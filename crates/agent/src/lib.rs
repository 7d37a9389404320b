//! Generative pricing backend.
//!
//! The gateway is only ever a source of candidate numbers and product
//! identifications. Prices it returns are clamped into the resolved catalog
//! band by the core synthesizer before anything reaches a caller.

pub mod extract;
pub mod gateway;
pub mod oracle;

pub use gateway::GatewayOracle;
pub use oracle::{
    Identification, OracleError, OracleQuote, OracleRequest, OracleSpecifications, PricingOracle,
};
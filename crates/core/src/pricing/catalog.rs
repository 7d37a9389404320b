//! Reference catalog of canonical product prices.
//!
//! The catalog is data, not logic: it ships as `data/catalog.json` (embedded
//! at compile time) and may be replaced by an operator-supplied file of the
//! same shape. Every record is validated once at load; afterwards the catalog
//! is immutable and shared read-only across requests.

use std::collections::HashMap;
use std::fs;
use std::path::{Path, PathBuf};

use serde::{Deserialize, Serialize};
use thiserror::Error;

use crate::domain::product::{CatalogEntry, CatalogKey};

const EMBEDDED_CATALOG: &str = include_str!("../../data/catalog.json");

#[derive(Debug, Error)]
pub enum CatalogError {
    #[error("could not read catalog file `{path}`: {source}")]
    Read { path: PathBuf, source: std::io::Error },
    #[error("could not parse catalog document: {0}")]
    Parse(#[from] serde_json::Error),
    #[error("catalog entry `{key}` is invalid: {reason}")]
    Invariant { key: String, reason: String },
    #[error("catalog key `{0}` is defined more than once")]
    DuplicateKey(String),
}

/// Fallback record chosen when the category hint contains `pattern`.
#[derive(Clone, Debug, PartialEq, Serialize, Deserialize)]
pub struct CategoryDefault {
    pub pattern: String,
    pub entry: CatalogEntry,
}

#[derive(Debug, Deserialize)]
struct CatalogDocument {
    entries: Vec<CatalogEntry>,
    #[serde(default)]
    category_defaults: Vec<CategoryDefault>,
    generic_default: CatalogEntry,
}

#[derive(Clone, Debug)]
pub struct Catalog {
    entries: Vec<CatalogEntry>,
    index: HashMap<CatalogKey, usize>,
    category_defaults: Vec<CategoryDefault>,
    generic_default: CatalogEntry,
    fingerprint: String,
}

impl Catalog {
    pub fn new(
        entries: Vec<CatalogEntry>,
        category_defaults: Vec<CategoryDefault>,
        generic_default: CatalogEntry,
    ) -> Result<Self, CatalogError> {
        let mut index = HashMap::with_capacity(entries.len());
        for (position, entry) in entries.iter().enumerate() {
            validate_entry(entry)?;
            if index.insert(entry.key.clone(), position).is_some() {
                return Err(CatalogError::DuplicateKey(entry.key.0.clone()));
            }
        }

        let mut category_defaults = category_defaults;
        for default in &mut category_defaults {
            validate_entry(&default.entry)?;
            default.pattern = default.pattern.trim().to_lowercase();
            if default.pattern.is_empty() {
                return Err(CatalogError::Invariant {
                    key: default.entry.key.0.clone(),
                    reason: "category default pattern must not be empty".to_string(),
                });
            }
        }
        validate_entry(&generic_default)?;

        let fingerprint = fingerprint(&entries, &category_defaults, &generic_default);

        Ok(Self { entries, index, category_defaults, generic_default, fingerprint })
    }

    /// The catalog compiled into the binary.
    pub fn embedded() -> Result<Self, CatalogError> {
        Self::from_json_str(EMBEDDED_CATALOG)
    }

    pub fn from_json_str(raw: &str) -> Result<Self, CatalogError> {
        let document: CatalogDocument = serde_json::from_str(raw)?;
        Self::new(document.entries, document.category_defaults, document.generic_default)
    }

    pub fn load(path: &Path) -> Result<Self, CatalogError> {
        let raw = fs::read_to_string(path)
            .map_err(|source| CatalogError::Read { path: path.to_path_buf(), source })?;
        Self::from_json_str(&raw)
    }

    /// Loads `path` when given, otherwise the embedded catalog.
    pub fn load_or_embedded(path: Option<&Path>) -> Result<Self, CatalogError> {
        match path {
            Some(path) => Self::load(path),
            None => Self::embedded(),
        }
    }

    /// Entries in definition order.
    pub fn entries(&self) -> &[CatalogEntry] {
        &self.entries
    }

    pub fn get(&self, key: &str) -> Option<&CatalogEntry> {
        self.index.get(&CatalogKey(key.to_string())).map(|position| &self.entries[*position])
    }

    pub fn len(&self) -> usize {
        self.entries.len()
    }

    pub fn is_empty(&self) -> bool {
        self.entries.is_empty()
    }

    pub fn category_defaults(&self) -> &[CategoryDefault] {
        &self.category_defaults
    }

    pub fn generic_default(&self) -> &CatalogEntry {
        &self.generic_default
    }

    /// First default whose pattern occurs in the hint, case-insensitively;
    /// the generic default when none does or no hint is given.
    pub fn category_default(&self, hint: Option<&str>) -> &CatalogEntry {
        let Some(hint) = hint else {
            return &self.generic_default;
        };
        let hint = hint.to_lowercase();

        self.category_defaults
            .iter()
            .find(|default| hint.contains(&default.pattern))
            .map(|default| &default.entry)
            .unwrap_or(&self.generic_default)
    }

    /// Hex blake3 digest identifying this catalog revision.
    pub fn fingerprint(&self) -> &str {
        &self.fingerprint
    }
}

fn validate_entry(entry: &CatalogEntry) -> Result<(), CatalogError> {
    let key = entry.key.as_str();
    let invalid =
        |reason: &str| CatalogError::Invariant { key: key.to_string(), reason: reason.to_string() };

    if key.is_empty() {
        return Err(invalid("key must not be empty"));
    }
    if key.trim() != key || key.to_lowercase() != key {
        return Err(invalid("key must be lowercase and trimmed"));
    }
    if entry.reference_price <= 0 {
        return Err(invalid("reference_price must be greater than zero"));
    }
    if !(entry.variation > 0.0 && entry.variation <= 1.0) {
        return Err(invalid("variation must be in range (0, 1]"));
    }

    Ok(())
}

fn fingerprint(
    entries: &[CatalogEntry],
    category_defaults: &[CategoryDefault],
    generic_default: &CatalogEntry,
) -> String {
    fn absorb(hasher: &mut blake3::Hasher, entry: &CatalogEntry) {
        hasher.update(entry.key.as_str().as_bytes());
        hasher.update(&[0]);
        hasher.update(&entry.reference_price.to_le_bytes());
        hasher.update(&entry.variation.to_bits().to_le_bytes());
        hasher.update(entry.image_url.as_bytes());
        hasher.update(&[0]);
        hasher.update(entry.brand.as_deref().unwrap_or_default().as_bytes());
        hasher.update(&[0]);
    }

    let mut hasher = blake3::Hasher::new();
    for entry in entries {
        absorb(&mut hasher, entry);
    }
    for default in category_defaults {
        hasher.update(default.pattern.as_bytes());
        hasher.update(&[0]);
        absorb(&mut hasher, &default.entry);
    }
    absorb(&mut hasher, generic_default);
    hasher.finalize().to_hex().to_string()
}
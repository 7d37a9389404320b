use std::process::ExitCode;

fn main() -> ExitCode {
    pricelens_cli::run()
}
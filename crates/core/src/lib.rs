pub mod config;
pub mod domain;
pub mod errors;
pub mod pricing;

pub use domain::product::{CatalogEntry, CatalogKey, PriceBand};
pub use domain::query::{Query, QueryError};
pub use errors::{ApplicationError, DomainError, InterfaceError};
pub use pricing::catalog::{Catalog, CatalogError};
pub use pricing::currency::UsdConverter;
pub use pricing::record::{ProductPriceRecord, RecordPricePoint};
pub use pricing::resolver::{
    FuzzyResolver, MatchSource, PriceResolver, ResolutionResult, ResolverSettings,
};
pub use pricing::synthesis::{PricePoint, PriceSeries, SeriesSynthesizer, SynthesisSettings, Trend};
pub use pricing::{PriceQuote, PricingRuntime};
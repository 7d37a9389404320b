pub mod commands;

use chrono::NaiveDate;
use clap::{Parser, Subcommand};
use std::process::ExitCode;

#[derive(Debug, Parser)]
#[command(
    name = "pricelens",
    about = "Pricelens operator CLI",
    long_about = "Resolve product names against the reference catalog, print synthesized price records, and inspect runtime readiness.",
    after_help = "Examples:\n  pricelens resolve \"iphone 16 pro\"\n  pricelens quote \"tata salt\" --category grocery --seed 7\n  pricelens doctor --json"
)]
pub struct Cli {
    #[command(subcommand)]
    command: Command,
}

#[derive(Debug, Subcommand)]
enum Command {
    #[command(about = "Resolve a product name to its best catalog entry and score")]
    Resolve {
        query: String,
        #[arg(long, help = "Optional category hint used when no entry is confident")]
        category: Option<String>,
    },
    #[command(about = "Print a full price record with history and forecast")]
    Quote {
        query: String,
        #[arg(long)]
        category: Option<String>,
        #[arg(long, help = "Seed for a reproducible series")]
        seed: Option<u64>,
        #[arg(long, help = "Anchor date (YYYY-MM-DD); history ends at this month")]
        anchor: Option<NaiveDate>,
    },
    #[command(about = "Summarize the loaded catalog and its fingerprint")]
    Catalog,
    #[command(
        about = "Inspect effective configuration values with source attribution and redaction"
    )]
    Config,
    #[command(about = "Validate config, catalog loading, and generative backend readiness")]
    Doctor {
        #[arg(long, help = "Emit machine-readable JSON output")]
        json: bool,
    },
}

pub fn run() -> ExitCode {
    let cli = Cli::parse();

    let result = match cli.command {
        Command::Resolve { query, category } => {
            commands::resolve::run(&query, category.as_deref())
        }
        Command::Quote { query, category, seed, anchor } => {
            commands::quote::run(&query, category.as_deref(), seed, anchor)
        }
        Command::Catalog => commands::catalog::run(),
        Command::Config => commands::config::run(),
        Command::Doctor { json } => commands::doctor::run(json),
    };

    println!("{}", result.output);
    ExitCode::from(result.exit_code)
}
use serde::{Deserialize, Serialize};

/// Canonical lowercase product name used as the catalog primary key.
#[derive(Clone, Debug, PartialEq, Eq, Hash, PartialOrd, Ord, Serialize, Deserialize)]
#[serde(transparent)]
pub struct CatalogKey(pub String);

impl CatalogKey {
    pub fn as_str(&self) -> &str {
        &self.0
    }
}

impl std::fmt::Display for CatalogKey {
    fn fmt(&self, f: &mut std::fmt::Formatter<'_>) -> std::fmt::Result {
        f.write_str(&self.0)
    }
}

/// A reference price record keyed by canonical product name.
///
/// `reference_price` is held in whole INR so band arithmetic never drifts;
/// `variation` bounds how far any generated point may stray from it
/// (0.08 = ±8%).
#[derive(Clone, Debug, PartialEq, Serialize, Deserialize)]
pub struct CatalogEntry {
    pub key: CatalogKey,
    pub reference_price: i64,
    pub variation: f64,
    pub image_url: String,
    #[serde(default, skip_serializing_if = "Option::is_none")]
    pub brand: Option<String>,
}

/// Inclusive integer price bounds derived from an entry's variation band.
#[derive(Clone, Copy, Debug, PartialEq, Eq, Serialize, Deserialize)]
pub struct PriceBand {
    pub low: i64,
    pub high: i64,
}

impl PriceBand {
    pub fn contains(&self, price: i64) -> bool {
        (self.low..=self.high).contains(&price)
    }

    pub fn clamp(&self, price: i64) -> i64 {
        price.clamp(self.low, self.high)
    }
}

impl CatalogEntry {
    /// `[ceil(ref * (1 - v)), floor(ref * (1 + v))]`, never empty for a valid entry.
    pub fn band(&self) -> PriceBand {
        let reference = self.reference_price as f64;
        let low = (reference * (1.0 - self.variation)).ceil() as i64;
        let high = (reference * (1.0 + self.variation)).floor() as i64;
        let low = low.clamp(0, self.reference_price);
        let high = high.max(self.reference_price);
        PriceBand { low, high }
    }
}
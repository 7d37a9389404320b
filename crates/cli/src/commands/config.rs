use std::env;
use std::fs;
use std::path::{Path, PathBuf};

use pricelens_core::config::{AppConfig, LoadOptions};
use secrecy::ExposeSecret;
use toml::Value;

use super::{CommandResult, EXIT_CONFIG};

pub fn run() -> CommandResult {
    let config = match AppConfig::load(LoadOptions::default()) {
        Ok(config) => config,
        Err(error) => {
            return CommandResult::failure(
                "config",
                "config_validation",
                format!("config validation failed: {error}"),
                EXIT_CONFIG,
            )
        }
    };

    CommandResult { exit_code: 0, output: render(&config) }
}

pub fn render(config: &AppConfig) -> String {
    let config_file_path = detect_config_path();
    let config_file_doc = load_config_file_doc(config_file_path.as_deref());

    let catalog_path = config
        .catalog
        .path
        .as_ref()
        .map(|path| path.display().to_string())
        .unwrap_or_else(|| "<embedded>".to_string());
    let api_key = config
        .llm
        .api_key
        .as_ref()
        .map(|key| redact_token(key.expose_secret()))
        .unwrap_or_else(|| "<unset>".to_string());

    let fields: Vec<(&str, String, Option<&str>)> = vec![
        ("catalog.path", catalog_path, Some("PRICELENS_CATALOG_PATH")),
        ("resolver.exact_score", config.resolver.exact_score.to_string(), None),
        (
            "resolver.query_contains_key_score",
            config.resolver.query_contains_key_score.to_string(),
            None,
        ),
        (
            "resolver.key_contains_query_score",
            config.resolver.key_contains_query_score.to_string(),
            None,
        ),
        ("resolver.word_overlap_score", config.resolver.word_overlap_score.to_string(), None),
        (
            "resolver.min_word_len",
            config.resolver.min_word_len.to_string(),
            Some("PRICELENS_RESOLVER_MIN_WORD_LEN"),
        ),
        (
            "resolver.confidence_floor",
            config.resolver.confidence_floor.to_string(),
            Some("PRICELENS_RESOLVER_CONFIDENCE_FLOOR"),
        ),
        ("pricing.usd_rate", config.pricing.usd_rate.to_string(), Some("PRICELENS_PRICING_USD_RATE")),
        (
            "pricing.stable_threshold_pct",
            config.pricing.stable_threshold_pct.to_string(),
            Some("PRICELENS_PRICING_STABLE_THRESHOLD_PCT"),
        ),
        ("pricing.mean_reversion", config.pricing.mean_reversion.to_string(), None),
        ("llm.enabled", config.llm.enabled.to_string(), Some("PRICELENS_LLM_ENABLED")),
        ("llm.api_key", api_key, Some("PRICELENS_LLM_API_KEY")),
        ("llm.base_url", config.llm.base_url.clone(), Some("PRICELENS_LLM_BASE_URL")),
        ("llm.model", config.llm.model.clone(), Some("PRICELENS_LLM_MODEL")),
        ("llm.timeout_secs", config.llm.timeout_secs.to_string(), Some("PRICELENS_LLM_TIMEOUT_SECS")),
        ("llm.max_retries", config.llm.max_retries.to_string(), Some("PRICELENS_LLM_MAX_RETRIES")),
        (
            "server.bind_address",
            config.server.bind_address.clone(),
            Some("PRICELENS_SERVER_BIND_ADDRESS"),
        ),
        ("server.port", config.server.port.to_string(), Some("PRICELENS_SERVER_PORT")),
        (
            "server.request_timeout_secs",
            config.server.request_timeout_secs.to_string(),
            Some("PRICELENS_SERVER_REQUEST_TIMEOUT_SECS"),
        ),
        (
            "server.graceful_shutdown_secs",
            config.server.graceful_shutdown_secs.to_string(),
            Some("PRICELENS_SERVER_GRACEFUL_SHUTDOWN_SECS"),
        ),
        ("logging.level", config.logging.level.clone(), Some("PRICELENS_LOGGING_LEVEL")),
        (
            "logging.format",
            format!("{:?}", config.logging.format).to_ascii_lowercase(),
            Some("PRICELENS_LOGGING_FORMAT"),
        ),
    ];

    let mut lines = vec!["effective config (source precedence: env > file > default):".to_string()];
    for (key_path, value, env_key) in fields {
        let source =
            field_source(key_path, env_key, config_file_doc.as_ref(), config_file_path.as_deref());
        lines.push(render_line(key_path, &value, source));
    }

    lines.join("\n")
}

fn detect_config_path() -> Option<PathBuf> {
    [PathBuf::from("pricelens.toml"), PathBuf::from("config/pricelens.toml")]
        .into_iter()
        .find(|path| path.exists())
}

fn load_config_file_doc(path: Option<&Path>) -> Option<Value> {
    let path = path?;
    let raw = fs::read_to_string(path).ok()?;
    raw.parse::<Value>().ok()
}

fn field_source(
    key_path: &str,
    env_key: Option<&str>,
    config_file_doc: Option<&Value>,
    config_file_path: Option<&Path>,
) -> String {
    if let Some(env_key) = env_key {
        if env::var_os(env_key).is_some() {
            return format!("env ({env_key})");
        }
    }

    if let Some(doc) = config_file_doc {
        if contains_path(doc, key_path) {
            let file_path = config_file_path
                .map(|path| path.display().to_string())
                .unwrap_or_else(|| "config file".to_string());
            return format!("file ({file_path})");
        }
    }

    "default".to_string()
}

fn contains_path(root: &Value, key_path: &str) -> bool {
    let mut current = root;
    for key in key_path.split('.') {
        let Some(next) = current.get(key) else {
            return false;
        };
        current = next;
    }
    true
}

fn render_line(key: &str, value: &str, source: String) -> String {
    format!("- {key} = {value} (source: {source})")
}

fn redact_token(token: &str) -> String {
    let trimmed = token.trim();
    if trimmed.is_empty() {
        return "<empty>".to_string();
    }

    if let Some((prefix, _)) = trimmed.split_once('-') {
        return format!("{prefix}-***");
    }

    "<redacted>".to_string()
}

§

### ABOUT THIS TASK:
Work through the entries, filtering for the string "find", and copy each line that holds it.

### EXERCISE SOLUTION:
            .find(|default| hint.contains(&default.pattern))
        .find(|path| path.exists())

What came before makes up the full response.